__Task goal__:
When transcribing the entries, keep each one exactly as it is.

__Materials provided__:
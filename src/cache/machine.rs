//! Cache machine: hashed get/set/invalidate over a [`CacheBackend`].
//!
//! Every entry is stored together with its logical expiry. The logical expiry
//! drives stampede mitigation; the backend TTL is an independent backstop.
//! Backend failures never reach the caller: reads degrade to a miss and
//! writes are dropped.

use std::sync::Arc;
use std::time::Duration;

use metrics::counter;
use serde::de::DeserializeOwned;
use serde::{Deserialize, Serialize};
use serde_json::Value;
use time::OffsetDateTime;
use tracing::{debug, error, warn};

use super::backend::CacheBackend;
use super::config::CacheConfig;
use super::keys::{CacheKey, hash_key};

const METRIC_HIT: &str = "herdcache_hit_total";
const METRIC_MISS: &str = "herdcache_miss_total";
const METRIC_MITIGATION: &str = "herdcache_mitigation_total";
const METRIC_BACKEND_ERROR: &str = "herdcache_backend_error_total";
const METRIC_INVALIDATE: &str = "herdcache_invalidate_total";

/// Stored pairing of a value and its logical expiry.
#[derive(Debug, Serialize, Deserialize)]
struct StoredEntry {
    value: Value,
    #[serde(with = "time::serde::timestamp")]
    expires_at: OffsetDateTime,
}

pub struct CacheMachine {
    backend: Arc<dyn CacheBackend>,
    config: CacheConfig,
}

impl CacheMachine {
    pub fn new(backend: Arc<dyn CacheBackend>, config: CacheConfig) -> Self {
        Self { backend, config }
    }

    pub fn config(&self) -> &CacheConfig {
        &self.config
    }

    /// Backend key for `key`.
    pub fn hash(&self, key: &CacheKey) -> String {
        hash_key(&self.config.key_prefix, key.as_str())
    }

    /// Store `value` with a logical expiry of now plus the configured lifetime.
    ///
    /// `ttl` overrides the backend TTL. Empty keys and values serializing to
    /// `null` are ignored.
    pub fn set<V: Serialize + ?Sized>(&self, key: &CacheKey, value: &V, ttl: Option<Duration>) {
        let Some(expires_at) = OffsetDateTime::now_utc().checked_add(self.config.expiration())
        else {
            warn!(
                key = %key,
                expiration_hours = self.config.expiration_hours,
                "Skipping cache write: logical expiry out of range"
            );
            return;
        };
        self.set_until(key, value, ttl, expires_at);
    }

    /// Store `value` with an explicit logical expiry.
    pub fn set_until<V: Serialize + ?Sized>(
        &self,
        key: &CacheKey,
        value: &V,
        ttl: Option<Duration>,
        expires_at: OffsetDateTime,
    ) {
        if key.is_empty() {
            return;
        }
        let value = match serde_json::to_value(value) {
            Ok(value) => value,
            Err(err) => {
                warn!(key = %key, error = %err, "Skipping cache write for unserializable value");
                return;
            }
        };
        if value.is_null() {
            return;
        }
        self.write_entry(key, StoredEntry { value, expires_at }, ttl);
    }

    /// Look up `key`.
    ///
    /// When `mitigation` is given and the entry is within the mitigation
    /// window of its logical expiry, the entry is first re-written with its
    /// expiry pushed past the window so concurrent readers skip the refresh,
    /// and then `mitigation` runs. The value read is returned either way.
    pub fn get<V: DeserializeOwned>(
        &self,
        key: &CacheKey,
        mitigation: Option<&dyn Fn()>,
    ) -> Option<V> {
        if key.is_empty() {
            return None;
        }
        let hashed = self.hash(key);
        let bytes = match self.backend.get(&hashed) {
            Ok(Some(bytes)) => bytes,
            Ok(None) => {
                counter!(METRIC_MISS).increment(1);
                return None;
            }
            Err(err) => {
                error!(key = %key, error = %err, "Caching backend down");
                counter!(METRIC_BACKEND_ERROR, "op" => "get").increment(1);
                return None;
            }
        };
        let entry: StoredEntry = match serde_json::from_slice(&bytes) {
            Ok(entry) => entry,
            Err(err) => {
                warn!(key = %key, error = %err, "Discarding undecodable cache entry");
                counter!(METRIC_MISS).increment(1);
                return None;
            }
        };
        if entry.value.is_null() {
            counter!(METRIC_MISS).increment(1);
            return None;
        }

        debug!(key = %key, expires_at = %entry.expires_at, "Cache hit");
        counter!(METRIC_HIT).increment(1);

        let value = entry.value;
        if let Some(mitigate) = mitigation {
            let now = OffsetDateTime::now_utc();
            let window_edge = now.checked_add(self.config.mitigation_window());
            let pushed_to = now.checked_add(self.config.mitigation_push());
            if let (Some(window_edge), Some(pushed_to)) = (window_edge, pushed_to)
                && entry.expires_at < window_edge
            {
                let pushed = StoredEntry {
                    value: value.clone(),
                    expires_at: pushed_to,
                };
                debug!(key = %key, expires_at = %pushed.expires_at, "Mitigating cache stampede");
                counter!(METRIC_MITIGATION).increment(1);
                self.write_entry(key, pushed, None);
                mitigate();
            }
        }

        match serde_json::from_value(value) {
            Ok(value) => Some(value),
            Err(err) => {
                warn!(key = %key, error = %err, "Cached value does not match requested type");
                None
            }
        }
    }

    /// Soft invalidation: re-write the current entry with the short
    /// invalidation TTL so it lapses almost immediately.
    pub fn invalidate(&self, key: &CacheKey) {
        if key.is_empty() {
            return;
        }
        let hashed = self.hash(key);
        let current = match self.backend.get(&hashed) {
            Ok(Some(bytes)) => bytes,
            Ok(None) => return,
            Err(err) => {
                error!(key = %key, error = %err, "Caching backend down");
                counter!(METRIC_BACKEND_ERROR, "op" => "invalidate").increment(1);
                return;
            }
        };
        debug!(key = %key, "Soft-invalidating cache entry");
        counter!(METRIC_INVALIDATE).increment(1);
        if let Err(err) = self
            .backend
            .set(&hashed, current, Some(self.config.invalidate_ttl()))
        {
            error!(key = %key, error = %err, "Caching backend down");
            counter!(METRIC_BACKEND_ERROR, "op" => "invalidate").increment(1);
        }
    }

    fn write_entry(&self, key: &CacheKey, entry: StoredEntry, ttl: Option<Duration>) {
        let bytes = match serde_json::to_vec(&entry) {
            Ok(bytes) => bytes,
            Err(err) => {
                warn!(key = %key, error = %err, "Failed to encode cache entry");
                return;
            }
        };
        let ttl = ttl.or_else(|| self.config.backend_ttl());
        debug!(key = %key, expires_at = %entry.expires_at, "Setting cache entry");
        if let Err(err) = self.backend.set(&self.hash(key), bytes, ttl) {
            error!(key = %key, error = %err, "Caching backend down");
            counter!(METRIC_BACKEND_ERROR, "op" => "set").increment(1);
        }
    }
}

__Task answer__:
filename src/cache/machine.rs
//! Cache machine: hashed get/set/invalidate over a [`CacheBackend`].
//!
//! Every entry is stored together with its logical expiry. The logical expiry
//! drives stampede mitigation; the backend TTL is an independent backstop.
//! Backend failures never reach the caller: reads degrade to a miss and
//! writes are dropped.

use std::sync::Arc;
use std::time::Duration;

use metrics::counter;
use serde::de::DeserializeOwned;
use serde::{Deserialize, Serialize};
use serde_json::Value;
use time::OffsetDateTime;
use tracing::{debug, error, warn};

use super::backend::CacheBackend;
use super::config::CacheConfig;
use super::keys::{CacheKey, hash_key};

const METRIC_HIT: &str = "herdcache_hit_total";
const METRIC_MISS: &str = "herdcache_miss_total";
const METRIC_MITIGATION: &str = "herdcache_mitigation_total";
const METRIC_BACKEND_ERROR: &str = "herdcache_backend_error_total";
const METRIC_INVALIDATE: &str = "herdcache_invalidate_total";

/// Stored pairing of a value and its logical expiry.
#[derive(Debug, Serialize, Deserialize)]
struct StoredEntry {
    value: Value,
    #[serde(with = "time::serde::timestamp")]
    expires_at: OffsetDateTime,
}

pub struct CacheMachine {
    backend: Arc<dyn CacheBackend>,
    config: CacheConfig,
}

impl CacheMachine {
    pub fn new(backend: Arc<dyn CacheBackend>, config: CacheConfig) -> Self {
        Self { backend, config }
    }

    pub fn config(&self) -> &CacheConfig {
        &self.config
    }

    /// Backend key for `key`.
    pub fn hash(&self, key: &CacheKey) -> String {
        hash_key(&self.config.key_prefix, key.as_str())
    }

    /// Store `value` with a logical expiry of now plus the configured lifetime.
    ///
    /// `ttl` overrides the backend TTL. Empty keys and values serializing to
    /// `null` are ignored.
    pub fn set<V: Serialize + ?Sized>(&self, key: &CacheKey, value: &V, ttl: Option<Duration>) {
        let Some(expires_at) = OffsetDateTime::now_utc().checked_add(self.config.expiration())
        else {
            warn!(
                key = %key,
                expiration_hours = self.config.expiration_hours,
                "Skipping cache write: logical expiry out of range"
            );
            return;
        };
        self.set_until(key, value, ttl, expires_at);
    }

    /// Store `value` with an explicit logical expiry.
    pub fn set_until<V: Serialize + ?Sized>(
        &self,
        key: &CacheKey,
        value: &V,
        ttl: Option<Duration>,
        expires_at: OffsetDateTime,
    ) {
        if key.is_empty() {
            return;
        }
        let value = match serde_json::to_value(value) {
            Ok(value) => value,
            Err(err) => {
                warn!(key = %key, error = %err, "Skipping cache write for unserializable value");
                return;
            }
        };
        if value.is_null() {
            return;
        }
        self.write_entry(key, StoredEntry { value, expires_at }, ttl);
    }

    /// Look up `key`.
    ///
    /// When `mitigation` is given and the entry is within the mitigation
    /// window of its logical expiry, the entry is first re-written with its
    /// expiry pushed past the window so concurrent readers skip the refresh,
    /// and then `mitigation` runs. The value read is returned either way.
    pub fn get<V: DeserializeOwned>(
        &self,
        key: &CacheKey,
        mitigation: Option<&dyn Fn()>,
    ) -> Option<V> {
        if key.is_empty() {
            return None;
        }
        let hashed = self.hash(key);
        let bytes = match self.backend.get(&hashed) {
            Ok(Some(bytes)) => bytes,
            Ok(None) => {
                counter!(METRIC_MISS).increment(1);
                return None;
            }
            Err(err) => {
                error!(key = %key, error = %err, "Caching backend down");
                counter!(METRIC_BACKEND_ERROR, "op" => "get").increment(1);
                return None;
            }
        };
        let entry: StoredEntry = match serde_json::from_slice(&bytes) {
            Ok(entry) => entry,
            Err(err) => {
                warn!(key = %key, error = %err, "Discarding undecodable cache entry");
                counter!(METRIC_MISS).increment(1);
                return None;
            }
        };
        if entry.value.is_null() {
            counter!(METRIC_MISS).increment(1);
            return None;
        }

        debug!(key = %key, expires_at = %entry.expires_at, "Cache hit");
        counter!(METRIC_HIT).increment(1);

        let value = entry.value;
        if let Some(mitigate) = mitigation {
            let now = OffsetDateTime::now_utc();
            let window_edge = now.checked_add(self.config.mitigation_window());
            let pushed_to = now.checked_add(self.config.mitigation_push());
            if let (Some(window_edge), Some(pushed_to)) = (window_edge, pushed_to)
                && entry.expires_at < window_edge
            {
                let pushed = StoredEntry {
                    value: value.clone(),
                    expires_at: pushed_to,
                };
                debug!(key = %key, expires_at = %pushed.expires_at, "Mitigating cache stampede");
                counter!(METRIC_MITIGATION).increment(1);
                self.write_entry(key, pushed, None);
                mitigate();
            }
        }

        match serde_json::from_value(value) {
            Ok(value) => Some(value),
            Err(err) => {
                warn!(key = %key, error = %err, "Cached value does not match requested type");
                None
            }
        }
    }

    /// Soft invalidation: re-write the current entry with the short
    /// invalidation TTL so it lapses almost immediately.
    pub fn invalidate(&self, key: &CacheKey) {
        if key.is_empty() {
            return;
        }
        let hashed = self.hash(key);
        let current = match self.backend.get(&hashed) {
            Ok(Some(bytes)) => bytes,
            Ok(None) => return,
            Err(err) => {
                error!(key = %key, error = %err, "Caching backend down");
                counter!(METRIC_BACKEND_ERROR, "op" => "invalidate").increment(1);
                return;
            }
        };
        debug!(key = %key, "Soft-invalidating cache entry");
        counter!(METRIC_INVALIDATE).increment(1);
        if let Err(err) = self
            .backend
            .set(&hashed, current, Some(self.config.invalidate_ttl()))
        {
            error!(key = %key, error = %err, "Caching backend down");
            counter!(METRIC_BACKEND_ERROR, "op" => "invalidate").increment(1);
        }
    }

    fn write_entry(&self, key: &CacheKey, entry: StoredEntry, ttl: Option<Duration>) {
        let bytes = match serde_json::to_vec(&entry) {
            Ok(bytes) => bytes,
            Err(err) => {
                warn!(key = %key, error = %err, "Failed to encode cache entry");
                return;
            }
        };
        let ttl = ttl.or_else(|| self.config.backend_ttl());
        debug!(key = %key, expires_at = %entry.expires_at, "Setting cache entry");
        if let Err(err) = self.backend.set(&self.hash(key), bytes, ttl) {
            error!(key = %key, error = %err, "Caching backend down");
            counter!(METRIC_BACKEND_ERROR, "op" => "set").increment(1);
        }
    }
}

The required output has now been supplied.